Ranidaphobia is the particular label with which atrocious and disabling fear of frogs is described . The term comes from two classical languages, whose etymology is rooted in Latin (“ranae” or frog) and Greek (“phobia” or fear). It is a specific phobia of the animal subtype, a form of aversion much more common in childhood than in adulthood, although it can affect anyone throughout their life cycle (regardless of sex).

The frog is attributed a succession of qualities that many people find unpleasant. These include extremely mobile eyes, which stand as the most visible anatomical region when they are submerged underwater, and also have both eyelids and nictitating membranes that cover their eyeballs and give them a bright and shiny appearance. “attentive”. Its skin is slightly viscous, and its legs are tremendously strong in response to its weight and size.

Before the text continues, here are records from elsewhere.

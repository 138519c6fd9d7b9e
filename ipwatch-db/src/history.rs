//! Address history store
//!
//! One SQLite database per monitored interface holds the `ipmap` table: an
//! append-mostly log of address observations. The newest row per
//! `(iptype, ipaddr)` is the current mapping; `utime` (last seen) is the
//! only column ever updated in place, which bounds write volume for stable
//! hosts to roughly one write per refresh interval.

use std::path::Path;

use rusqlite::types::Value;
use rusqlite::{params, params_from_iter, Connection, OpenFlags, OptionalExtension};
use tracing::warn;

use ipwatch_core::{config, CurrentMappings, Error, IpVersion, MacAddr, Observation, Result};

use crate::vendor::org_coalesce;

/// Longest address accepted by report queries (IPv6 text form)
const ADDR_STR_MAX: usize = 46;

/// Database access mode
#[derive(Debug, Clone, Copy, PartialEq, Eq)]
pub enum OpenMode {
    ReadOnly,
    ReadWrite,
}

/// Open a SQLite database, creating it only in read-write mode
pub(crate) fn open_database(path: &Path, mode: OpenMode) -> Result<Connection> {
    let flags = match mode {
        OpenMode::ReadWrite => {
            OpenFlags::SQLITE_OPEN_READ_WRITE
                | OpenFlags::SQLITE_OPEN_CREATE
                | OpenFlags::SQLITE_OPEN_URI
        }
        OpenMode::ReadOnly => OpenFlags::SQLITE_OPEN_READ_ONLY | OpenFlags::SQLITE_OPEN_URI,
    };
    Connection::open_with_flags(path, flags)
        .map_err(|e| Error::database(format!("open of {} failed: {}", path.display(), e)))
}

/// Reclaim space and refresh query planning statistics; advisory only
pub(crate) fn run_maintenance(conn: &Connection) {
    if let Err(e) = conn.execute_batch("PRAGMA optimize;") {
        warn!("database optimize failed: {}", e);
    }
    if let Err(e) = conn.execute_batch("VACUUM;") {
        warn!("database vacuum failed: {}", e);
    }
}

const SQL_IPMAP_CREATE: &str = "\
    CREATE TABLE IF NOT EXISTS ipmap (\
        iptype INTEGER NOT NULL,\
        ipaddr TEXT NOT NULL,\
        hwaddr TEXT NOT NULL,\
        sec INTEGER NOT NULL,\
        usec INTEGER NOT NULL,\
        utime INTEGER NOT NULL\
    );\
    CREATE INDEX IF NOT EXISTS ipmap_last ON ipmap(iptype, ipaddr, sec, usec);";

/// The current mapping for an IP address
#[derive(Debug, Clone)]
pub struct CurrentMapping {
    /// Row id of the current record
    pub rowid: i64,
    /// Minutes since the record was last seen
    pub age_minutes: i64,
    /// Hardware address currently mapped
    pub hw_addr: MacAddr,
}

/// Row returned by the report queries
#[derive(Debug, Clone)]
pub struct ReportRow {
    /// Capture time, local date and time
    pub captured_at: String,
    /// Minutes since the record was last seen
    pub age_minutes: i64,
    pub ip_addr: String,
    pub hw_addr: String,
    /// Organization resolved through the vendor directory
    pub organization: String,
}

/// Filter for the report queries
#[derive(Debug, Clone, Default)]
pub struct ReportFilter {
    /// Restrict to one IP version
    pub ip_version: Option<IpVersion>,
    /// Restrict to one address; a 17-character colon form selects by
    /// hardware address, anything else by IP address
    pub addr: Option<String>,
    /// Full history instead of only each address's current row
    pub all: bool,
}

/// Is this a hardware address in colon form?
fn is_hwaddr(s: &str) -> bool {
    let bytes = s.as_bytes();
    if bytes.len() != 17 {
        return false;
    }
    bytes.iter().enumerate().all(|(i, b)| {
        if i % 3 == 2 {
            *b == b':'
        } else {
            b.is_ascii_hexdigit()
        }
    })
}

/// Persisted history of address observations for one interface
pub struct HistoryStore {
    conn: Connection,
}

impl HistoryStore {
    /// Open (and in read-write mode create) the history database for an
    /// interface
    pub fn open(lib_dir: &Path, ifname: &str, mode: OpenMode) -> Result<Self> {
        let path = config::history_db_path(lib_dir, ifname);
        let conn = open_database(&path, mode)?;
        if mode == OpenMode::ReadWrite {
            conn.execute_batch(SQL_IPMAP_CREATE)
                .map_err(|e| Error::database(format!("create table failed: {}", e)))?;
        }
        Ok(Self { conn })
    }

    /// Open an in-memory history store
    pub fn in_memory() -> Result<Self> {
        let conn = Connection::open_in_memory()
            .map_err(|e| Error::database(format!("open of in-memory database failed: {}", e)))?;
        conn.execute_batch(SQL_IPMAP_CREATE)
            .map_err(|e| Error::database(format!("create table failed: {}", e)))?;
        Ok(Self { conn })
    }

    /// Attach the vendor directory read-only and confirm it has been
    /// initialized
    ///
    /// The daemon and the query tools refuse to run without a populated
    /// vendor directory.
    pub fn attach_vendor(&self, lib_dir: &Path) -> Result<()> {
        let path = config::vendor_db_path(lib_dir);
        let uri = format!("file:{}?mode=ro", path.display());
        let attached = self
            .conn
            .execute("ATTACH DATABASE ?1 AS ma_db", params![uri])
            .and_then(|_| {
                self.conn.query_row(
                    "SELECT EXISTS(SELECT 1 FROM ma_db.ma_u)",
                    [],
                    |row| row.get::<_, i64>(0),
                )
            });
        match attached {
            Ok(n) if n != 0 => Ok(()),
            _ => Err(Error::VendorDirectoryUninitialized(
                path.display().to_string(),
            )),
        }
    }

    /// Append a new history record; it becomes the current mapping for its
    /// address
    pub fn insert(&self, obs: &Observation) -> Result<i64> {
        self.conn
            .execute(
                "INSERT INTO ipmap VALUES (?1, ?2, ?3, ?4, ?5, ?6)",
                params![
                    obs.ip_version.as_db(),
                    obs.ip_addr,
                    obs.hw_addr.to_string(),
                    obs.captured_at.sec,
                    obs.captured_at.usec,
                    obs.captured_at.sec,
                ],
            )
            .map_err(|e| Error::database(format!("ipmap insert failed: {}", e)))?;
        Ok(self.conn.last_insert_rowid())
    }

    /// Refresh the last-seen time of a record in place
    pub fn touch(&self, rowid: i64, utime: i64) -> Result<()> {
        self.conn
            .execute(
                "UPDATE ipmap SET utime = ?1 WHERE rowid = ?2",
                params![utime, rowid],
            )
            .map_err(|e| Error::database(format!("ipmap update failed: {}", e)))?;
        Ok(())
    }

    /// The current mapping for an IP address, with its age in minutes
    /// relative to `now`
    pub fn current_for(
        &self,
        ip_version: IpVersion,
        ip_addr: &str,
        now: i64,
    ) -> Result<Option<CurrentMapping>> {
        let row = self
            .conn
            .query_row(
                "SELECT rowid, (?1 - utime) / 60, hwaddr FROM ipmap \
                 WHERE rowid = (\
                     SELECT rowid FROM ipmap \
                     WHERE iptype = ?2 AND ipaddr = ?3 \
                     ORDER BY sec DESC, usec DESC \
                     LIMIT 1\
                 )",
                params![now, ip_version.as_db(), ip_addr],
                |row| {
                    Ok((
                        row.get::<_, i64>(0)?,
                        row.get::<_, i64>(1)?,
                        row.get::<_, String>(2)?,
                    ))
                },
            )
            .optional()
            .map_err(|e| Error::database(format!("ipmap get current failed: {}", e)))?;

        match row {
            None => Ok(None),
            Some((rowid, age_minutes, hwaddr)) => {
                let hw_addr = hwaddr
                    .parse::<MacAddr>()
                    .map_err(|_| Error::database(format!("bad hwaddr in ipmap: {}", hwaddr)))?;
                Ok(Some(CurrentMapping {
                    rowid,
                    age_minutes,
                    hw_addr,
                }))
            }
        }
    }

    /// Delete every record last seen at or before `cutoff`
    ///
    /// Current records are removed too: an address not seen within the
    /// retention window is forgotten entirely.
    pub fn delete_older_than(&self, cutoff: i64) -> Result<usize> {
        self.conn
            .execute("DELETE FROM ipmap WHERE utime <= ?1", params![cutoff])
            .map_err(|e| Error::database(format!("ipmap delete old records failed: {}", e)))
    }

    /// Resolve a hardware address to its vendor organization through the
    /// attached vendor directory
    pub fn vendor_org(&self, hwaddr: &str) -> Result<String> {
        let sql = format!("SELECT {}", org_coalesce("ma_db.", "?1"));
        self.conn
            .query_row(&sql, params![hwaddr], |row| row.get(0))
            .map_err(|e| Error::database(format!("vendor lookup failed: {}", e)))
    }

    /// Report history rows matching `filter`, ordered by capture time
    /// ascending
    ///
    /// Requires the vendor directory to be attached. With `filter.all`
    /// false only each address's current row is returned.
    pub fn report(&self, filter: &ReportFilter, now: i64) -> Result<Vec<ReportRow>> {
        let mut clauses: Vec<String> = Vec::new();
        let mut values: Vec<Value> = vec![Value::Integer(now)];

        if let Some(addr) = &filter.addr {
            if addr.len() > ADDR_STR_MAX {
                return Err(Error::config(format!("invalid query address: \"{}\"", addr)));
            }
            if is_hwaddr(addr) {
                values.push(Value::Text(addr.clone()));
                clauses.push(format!("hwaddr = ?{}", values.len()));
                if let Some(ip_version) = filter.ip_version {
                    values.push(Value::Integer(ip_version.as_db()));
                    clauses.push(format!("iptype = ?{}", values.len()));
                }
            } else {
                values.push(Value::Text(addr.clone()));
                clauses.push(format!("ipaddr = ?{}", values.len()));
            }
        } else if let Some(ip_version) = filter.ip_version {
            values.push(Value::Integer(ip_version.as_db()));
            clauses.push(format!("iptype = ?{}", values.len()));
        }

        let where_clause = if clauses.is_empty() {
            String::new()
        } else {
            format!("WHERE {}", clauses.join(" AND "))
        };

        let columns = format!(
            "datetime(sec, 'unixepoch', 'localtime'), (?1 - utime) / 60, ipaddr, hwaddr, {}",
            org_coalesce("ma_db.", "hwaddr")
        );

        let sql = if filter.all {
            format!(
                "SELECT {columns} FROM ipmap {where_clause} ORDER BY sec, usec",
                columns = columns,
                where_clause = where_clause
            )
        } else {
            format!(
                "SELECT {columns} FROM (\
                     SELECT sec, usec, utime, ipaddr, hwaddr, row_number() \
                     OVER (PARTITION BY ipaddr ORDER BY sec DESC, usec DESC) AS number \
                     FROM ipmap {where_clause}\
                 ) WHERE number = 1 ORDER BY sec, usec",
                columns = columns,
                where_clause = where_clause
            )
        };

        let mut stmt = self
            .conn
            .prepare(&sql)
            .map_err(|e| Error::database(format!("report query failed: {}", e)))?;
        let rows = stmt
            .query_map(params_from_iter(values), |row| {
                Ok(ReportRow {
                    captured_at: row.get(0)?,
                    age_minutes: row.get(1)?,
                    ip_addr: row.get(2)?,
                    hw_addr: row.get(3)?,
                    organization: row.get(4)?,
                })
            })
            .map_err(|e| Error::database(format!("report query failed: {}", e)))?;

        rows.collect::<std::result::Result<Vec<_>, _>>()
            .map_err(|e| Error::database(format!("report query failed: {}", e)))
    }

    /// Reclaim space and refresh query planning statistics; advisory only,
    /// failures are logged and never fatal
    pub fn maintenance(&self) {
        run_maintenance(&self.conn);
    }
}

impl CurrentMappings for HistoryStore {
    fn current_hw(&self, ip_version: IpVersion, ip_addr: &str) -> Option<MacAddr> {
        let row = self
            .conn
            .query_row(
                "SELECT hwaddr FROM ipmap \
                 WHERE iptype = ?1 AND ipaddr = ?2 \
                 ORDER BY sec DESC, usec DESC \
                 LIMIT 1",
                params![ip_version.as_db(), ip_addr],
                |row| row.get::<_, String>(0),
            )
            .optional();
        match row {
            Ok(hwaddr) => hwaddr.and_then(|s| s.parse().ok()),
            Err(e) => {
                warn!("ipmap get current failed: {}", e);
                None
            }
        }
    }
}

People suffering from ranidaphobia judge these traits as extremely aversive and extend such assessment to the “non-physical” characteristics of the animal, such as its unmistakable croaking form, which also requires the action of fine membranes located under the skin of its throat ( whose movement tends to be “horrifying” for those who fear them). As time passes, if appropriate treatments are not applied, the fear worsens and extends even to the simple viewing of a frog on television or other media (internet, eg).

During exposure to a stimulus associated with a frog, the person suffering from ranidaphobia experiences body sensations similar to those of a panic attack : hyperventilation, heart rate acceleration, pupil mydriasis (which can reduce visual acuity and hinder the vision in too bright spaces), sweating and feeling that the body itself is about to collapse. In more severe cases symptoms of depersonalization and de-realization may arise.

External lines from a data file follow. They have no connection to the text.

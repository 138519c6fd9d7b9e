//! Download of the IEEE MAC assignment files
//!
//! Files are fetched to a `.tmp` name and renamed into place, so a partial
//! download never replaces a good csv file.

use std::fs::{self, File};
use std::io;
use std::path::{Path, PathBuf};
use std::time::Duration;

use tracing::info;
use ureq::{Agent, AgentBuilder};

use ipwatch_core::{Error, Result};

/// Suffix of the downloaded assignment files
pub const CSV_SUFFIX: &str = ".csv";
const TMP_SUFFIX: &str = ".tmp";

/// One IEEE assignment registry source
pub struct MaSource {
    /// Vendor directory table the file loads into
    pub table: &'static str,
    /// Download URL
    pub url: &'static str,
}

/// The registries the directory is built from, per
/// <https://standards.ieee.org/products-programs/regauth/>
pub const MA_SOURCES: [MaSource; 3] = [
    MaSource {
        table: "ma_l",
        url: "https://standards-oui.ieee.org/oui/oui.csv",
    },
    MaSource {
        table: "ma_m",
        url: "https://standards-oui.ieee.org/oui28/mam.csv",
    },
    MaSource {
        table: "ma_s",
        url: "https://standards-oui.ieee.org/oui36/oui36.csv",
    },
];

/// Where a registry's csv file lives under `lib_dir`
pub fn csv_path(lib_dir: &Path, table: &str) -> PathBuf {
    lib_dir.join(format!("{}{}", table, CSV_SUFFIX))
}

/// Build the http agent used for the downloads
pub fn build_agent(user_agent: &str) -> Agent {
    AgentBuilder::new()
        .user_agent(user_agent)
        .timeout(Duration::from_secs(300))
        .build()
}

/// Download one registry file into `lib_dir`
pub fn download(agent: &Agent, source: &MaSource, lib_dir: &Path) -> Result<()> {
    let tmp_path = lib_dir.join(format!("{}{}", source.table, TMP_SUFFIX));
    let csv_path = csv_path(lib_dir, source.table);

    info!("downloading {} to {}", source.url, csv_path.display());

    let response = agent
        .get(source.url)
        .call()
        .map_err(|e| Error::download(format!("download of {} failed: {}", source.url, e)))?;

    let mut tmp_file = File::create(&tmp_path)?;
    io::copy(&mut response.into_reader(), &mut tmp_file)?;
    drop(tmp_file);

    fs::rename(&tmp_path, &csv_path)?;
    Ok(())
}
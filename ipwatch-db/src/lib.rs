//! Durable storage for ipwatch
//!
//! Two SQLite stores back the system: a per-interface history database
//! holding the `ipmap` observation log, and a shared vendor directory
//! holding the IEEE MAC assignment tables. The daemon is the sole writer of
//! a history database; any number of external readers (the query tools) may
//! open the same files read-only at any time.

pub mod history;
pub mod vendor;

// Re-export main types
pub use history::{CurrentMapping, HistoryStore, OpenMode, ReportFilter, ReportRow};
pub use vendor::{MaRegistry, VendorDirectory, VendorEntry};
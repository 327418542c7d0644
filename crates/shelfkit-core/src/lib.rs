//! Core of shelfkit: a command executor and the file operations built on it.
//!
//! - [`exec`]: describe, run and classify external commands.
//! - [`pairtree`]: barcode to pair-tree directory path.
//! - [`ops`]: transfer, decrypt, unpack and create archives via external tools.
//! - [`probe`]: check that the configured tools are installed.
//! - [`config`]: which programs to invoke.

#![deny(unsafe_code)]
#![deny(unused_crate_dependencies)]

pub mod config;
pub mod error;
pub mod exec;
pub mod ops;
pub mod pairtree;
pub mod probe;

pub use config::{ToolConfig, validate_config};
pub use error::{ShelfError, ShelfResult};
pub use exec::{CommandOutput, CommandRunner, CommandSpec, SystemRunner, run_checked};
pub use ops::{FileOps, default_archive_path, is_remote_location};
pub use pairtree::{pair_tree, pair_tree_os};
pub use probe::{ToolState, ToolStatus, missing_required, probe_tools};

In addition to this, there are also cognitive-type symptoms that occur before exposure to the stimulus itself (anxious anticipation of encountering a frog for being in a space where they are usually found) or during it (thoughts of not “can stand” or mental images in which this animal moves, stalks, jumps or comes into contact with the person). In addition to this, motor behaviors that contribute to maintaining the problem over time (escape or escape) are also presented.

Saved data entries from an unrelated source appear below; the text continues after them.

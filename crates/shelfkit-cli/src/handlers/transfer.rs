//! Transfer command handler.

use anyhow::{Context, Result};

use crate::bootstrap::CliContext;

/// Copy `source_dir/name` into `dest_dir` and print the verified local path.
pub fn execute(ctx: &CliContext, name: &str, source_dir: &str, dest_dir: &str) -> Result<()> {
    let copied = ctx
        .ops()
        .transfer_object(name, source_dir, dest_dir)
        .with_context(|| format!("transferring {name} from {source_dir}"))?;
    println!("{}", copied.display());
    Ok(())
}
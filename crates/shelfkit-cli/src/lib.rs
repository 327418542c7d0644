//! Command-line adapter for shelfkit.
//!
//! Parses arguments, loads the tool configuration, and hands each subcommand
//! to one [`shelfkit_core::FileOps`] operation.

#![deny(unsafe_code)]
#![deny(unused_crate_dependencies)]

// Used by main.rs
use dotenvy as _;

pub mod bootstrap;
pub mod commands;
pub mod error;
pub mod handlers;
pub mod logging;
pub mod parser;

pub use bootstrap::{CliConfig, CliContext, bootstrap};
pub use commands::Commands;
pub use error::{CliError, exit_code};
pub use parser::Cli;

This fear, which is valued as irresistible, is usually also extended to those places that frogs populate , which are numerous and varied (as they are widely distributed throughout the geography). For this reason, spaces where there is excess vegetation or humidity are often avoided, as well as locations too close to rivers or swamps. In addition, fear intensifies in the hours of the night or close to it, because they are periods of low visibility and in which the sound of these batracios is more evident.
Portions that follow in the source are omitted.